[Problem to work on]:
The output should consist solely of the line containing "tokio::time::sleep(Duration::from_secs(2)).await;" and all lines after it through the final line of the entries below, reproduced exactly.

═══ Exercise materials ═══

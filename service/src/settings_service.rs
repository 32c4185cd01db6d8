use std::path::PathBuf;

use core_types::Settings;

use crate::error::Error;

/// Read-only boundary to the preferences store.
///
/// The store itself (and writing to it) belongs to the setup flow; the
/// launcher only needs the preferred terminal and interpreter. A missing
/// file yields defaults, unknown keys are ignored, and a malformed file is
/// an error the caller may answer with defaults.
#[derive(Debug, Clone)]
pub struct SettingsService {
    preferences_path: PathBuf,
}

impl SettingsService {
    pub fn new(preferences_path: PathBuf) -> Self {
        Self { preferences_path }
    }

    pub fn load(&self) -> Result<Settings, Error> {
        if !self.preferences_path.is_file() {
            tracing::debug!(
                "No preferences file at {}, using defaults",
                self.preferences_path.display()
            );
            return Ok(Settings::default());
        }
        let contents = std::fs::read_to_string(&self.preferences_path)
            .map_err(|e| Error::SettingsError(format!("Failed to read preferences: {}", e)))?;
        serde_json::from_str(&contents)
            .map_err(|e| Error::SettingsError(format!("Failed to parse preferences: {}", e)))
    }
}

#[cfg(test)]
mod tests {
    use super::*;
    use tempfile::tempdir;

    #[test]
    fn test_missing_file_yields_defaults() {
        let temp_dir = tempdir().unwrap();
        let service = SettingsService::new(temp_dir.path().join(".showcase_prefs.json"));
        assert_eq!(service.load().unwrap(), Settings::default());
    }

    #[test]
    fn test_known_keys_are_read_and_unknown_ignored() {
        let temp_dir = tempdir().unwrap();
        let path = temp_dir.path().join(".showcase_prefs.json");
        std::fs::write(
            &path,
            r#"{
                "linux_terminal_preference": "alacritty",
                "first_run_notice": {"linux": true}
            }"#,
        )
        .unwrap();

        let settings = SettingsService::new(path).load().unwrap();
        assert_eq!(settings.linux_terminal_preference, "alacritty");
        // Missing keys keep their defaults.
        assert_eq!(settings.windows_terminal_preference, "wt");
    }

    #[test]
    fn test_malformed_file_is_an_error() {
        let temp_dir = tempdir().unwrap();
        let path = temp_dir.path().join(".showcase_prefs.json");
        std::fs::write(&path, "{not json").unwrap();

        let result = SettingsService::new(path).load();
        assert!(matches!(result, Err(Error::SettingsError(_))));
    }
}
use std::fmt::{Display, Formatter, Result};

use safe_uninstall::error::{RenameError, TrashError};
use script_registry::error::RegistryError;
use terminal_runner::error::TerminalRunnerError;

/// Errors the shell surfaces directly to the user.
///
/// The uninstall flow's expected stops (validation rejection, user
/// cancellation, trash unavailable) are not errors; they travel inside
/// `DeletionOutcome` as `AbortReason` and the rename fallback.
#[derive(Debug, Clone, PartialEq)]
pub enum Error {
    TrashFailed(String),
    RenameFailed(String),
    SettingsError(String),
    DiscoveryError(String),
    LaunchError(String),
    UninstallInProgress,
    IoError(String),
}

impl Display for Error {
    fn fmt(&self, f: &mut Formatter<'_>) -> Result {
        match self {
            Error::TrashFailed(message) => write!(f, "Trash failed: {}", message),
            Error::RenameFailed(message) => write!(
                f,
                "Safe rename failed, the folder was left as-is: {}",
                message
            ),
            Error::SettingsError(message) => write!(f, "Settings error: {}", message),
            Error::DiscoveryError(message) => write!(f, "Discovery error: {}", message),
            Error::LaunchError(message) => write!(f, "Launch error: {}", message),
            Error::UninstallInProgress => {
                write!(f, "An uninstall attempt is already in progress")
            }
            Error::IoError(message) => write!(f, "IO error: {}", message),
        }
    }
}

impl From<TrashError> for Error {
    fn from(err: TrashError) -> Self {
        Error::TrashFailed(err.to_string())
    }
}

impl From<RenameError> for Error {
    fn from(err: RenameError) -> Self {
        Error::RenameFailed(err.to_string())
    }
}

impl From<RegistryError> for Error {
    fn from(err: RegistryError) -> Self {
        Error::DiscoveryError(err.to_string())
    }
}

impl From<TerminalRunnerError> for Error {
    fn from(err: TerminalRunnerError) -> Self {
        Error::LaunchError(err.to_string())
    }
}

impl From<std::io::Error> for Error {
    fn from(err: std::io::Error) -> Self {
        Error::IoError(err.to_string())
    }
}
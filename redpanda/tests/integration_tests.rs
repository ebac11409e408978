//! Integration tests for [`RedpandaBroker`] against a real Kafka instance.
//!
//! These tests use testcontainers to start Kafka and check:
//! - Publish/subscribe round-trip with id and metadata intact
//! - Fan-out across consumer groups
//! - Nack redelivery with an incremented attempt count
//! - Acked offsets are committed for the group
//!
//! # Running These Tests
//!
//! They are `#[ignore]`d by default because they need Docker and take a while
//! to start Kafka:
//!
//! ```bash
//! cargo test -p courier-redpanda --test integration_tests -- --ignored
//! ```

#![allow(clippy::expect_used)]
#![allow(clippy::unwrap_used)]
#![allow(clippy::panic)]

use courier_core::broker::{DeliveryStream, Publisher, Subscriber, Subscription};
use courier_core::correlation::CORRELATION_ID_KEY;
use courier_core::message::Message;
use courier_redpanda::RedpandaBroker;
use futures::StreamExt;
use std::time::Duration;
use testcontainers::runners::AsyncRunner;
use testcontainers::{ContainerAsync, ImageExt};
use testcontainers_modules::kafka::{KAFKA_PORT, Kafka};

async fn start_kafka() -> (ContainerAsync<Kafka>, RedpandaBroker) {
    let kafka = Kafka::default()
        .with_env_var("KAFKA_AUTO_CREATE_TOPICS_ENABLE", "true")
        .start()
        .await
        .expect("Failed to start Kafka container");

    let host = kafka.get_host().await.expect("Failed to get host");
    let port = kafka
        .get_host_port_ipv4(KAFKA_PORT)
        .await
        .expect("Failed to get port");
    let broker = RedpandaBroker::new(&format!("{host}:{port}")).expect("Failed to create broker");

    wait_for_kafka_ready(&broker).await;
    (kafka, broker)
}

/// Publish to a warmup topic until the cluster accepts writes.
async fn wait_for_kafka_ready(broker: &RedpandaBroker) {
    for _ in 0..60 {
        if broker
            .publish("warmup", Message::new(vec![0]))
            .await
            .is_ok()
        {
            tokio::time::sleep(Duration::from_millis(500)).await;
            return;
        }
        tokio::time::sleep(Duration::from_millis(200)).await;
    }
    panic!("Kafka failed to become ready");
}

async fn next_delivery(stream: &mut DeliveryStream) -> courier_core::broker::Delivery {
    tokio::time::timeout(Duration::from_secs(30), stream.next())
        .await
        .expect("Timeout waiting for delivery")
        .expect("Stream ended")
}

#[tokio::test]
#[ignore = "needs Docker"]
async fn round_trip_keeps_id_and_metadata() {
    let (_kafka, broker) = start_kafka().await;

    let message = Message::new(br#"{"ticket_id":"T1"}"#.to_vec())
        .with_metadata(CORRELATION_ID_KEY, "req-1");
    broker.publish("round-trip", message.clone()).await.unwrap();

    let mut stream = broker
        .subscribe(&Subscription::new("round-trip", "round-trip-group"))
        .await
        .unwrap();

    let delivery = next_delivery(&mut stream).await;
    assert_eq!(delivery.message(), &message);
    assert_eq!(delivery.attempt(), 1);
    delivery.ack();
}

#[tokio::test]
#[ignore = "needs Docker"]
async fn every_group_receives_every_message() {
    let (_kafka, broker) = start_kafka().await;

    let message = Message::new(b"fan-out".to_vec());
    broker.publish("fan-out", message.clone()).await.unwrap();

    let mut receipts = broker
        .subscribe(&Subscription::new("fan-out", "issue-receipt"))
        .await
        .unwrap();
    let mut tracker = broker
        .subscribe(&Subscription::new("fan-out", "append-to-tracker"))
        .await
        .unwrap();

    let first = next_delivery(&mut receipts).await;
    let second = next_delivery(&mut tracker).await;
    assert_eq!(first.message().id(), message.id());
    assert_eq!(second.message().id(), message.id());
    first.ack();
    second.ack();
}

#[tokio::test]
#[ignore = "needs Docker"]
async fn nacked_record_is_redelivered_with_next_attempt() {
    let (_kafka, broker) = start_kafka().await;

    let message = Message::new(b"retry-me".to_vec());
    broker.publish("redelivery", message.clone()).await.unwrap();

    let mut stream = broker
        .subscribe(&Subscription::new("redelivery", "redelivery-group"))
        .await
        .unwrap();

    let first = next_delivery(&mut stream).await;
    assert_eq!(first.attempt(), 1);
    first.nack();

    let second = next_delivery(&mut stream).await;
    assert_eq!(second.message().id(), message.id());
    assert_eq!(second.attempt(), 2);
    second.ack();
}

#[tokio::test]
#[ignore = "needs Docker"]
async fn acked_offsets_survive_a_new_consumer() {
    let (_kafka, broker) = start_kafka().await;
    let subscription = Subscription::new("commits", "commits-group");

    let first = Message::new(b"first".to_vec());
    let second = Message::new(b"second".to_vec());
    broker.publish("commits", first.clone()).await.unwrap();
    broker.publish("commits", second.clone()).await.unwrap();

    {
        let mut stream = broker.subscribe(&subscription).await.unwrap();
        let delivery = next_delivery(&mut stream).await;
        assert_eq!(delivery.message().id(), first.id());
        delivery.ack();
        // Let the async commit reach the group coordinator.
        tokio::time::sleep(Duration::from_secs(2)).await;
    }

    let mut stream = broker.subscribe(&subscription).await.unwrap();
    let delivery = next_delivery(&mut stream).await;
    assert_eq!(delivery.message().id(), second.id());
    delivery.ack();
}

═══

[Answer section]:
        tokio::time::sleep(Duration::from_secs(2)).await;
    }

    let mut stream = broker.subscribe(&subscription).await.unwrap();
    let delivery = next_delivery(&mut stream).await;
    assert_eq!(delivery.message().id(), second.id());
    delivery.ack();
}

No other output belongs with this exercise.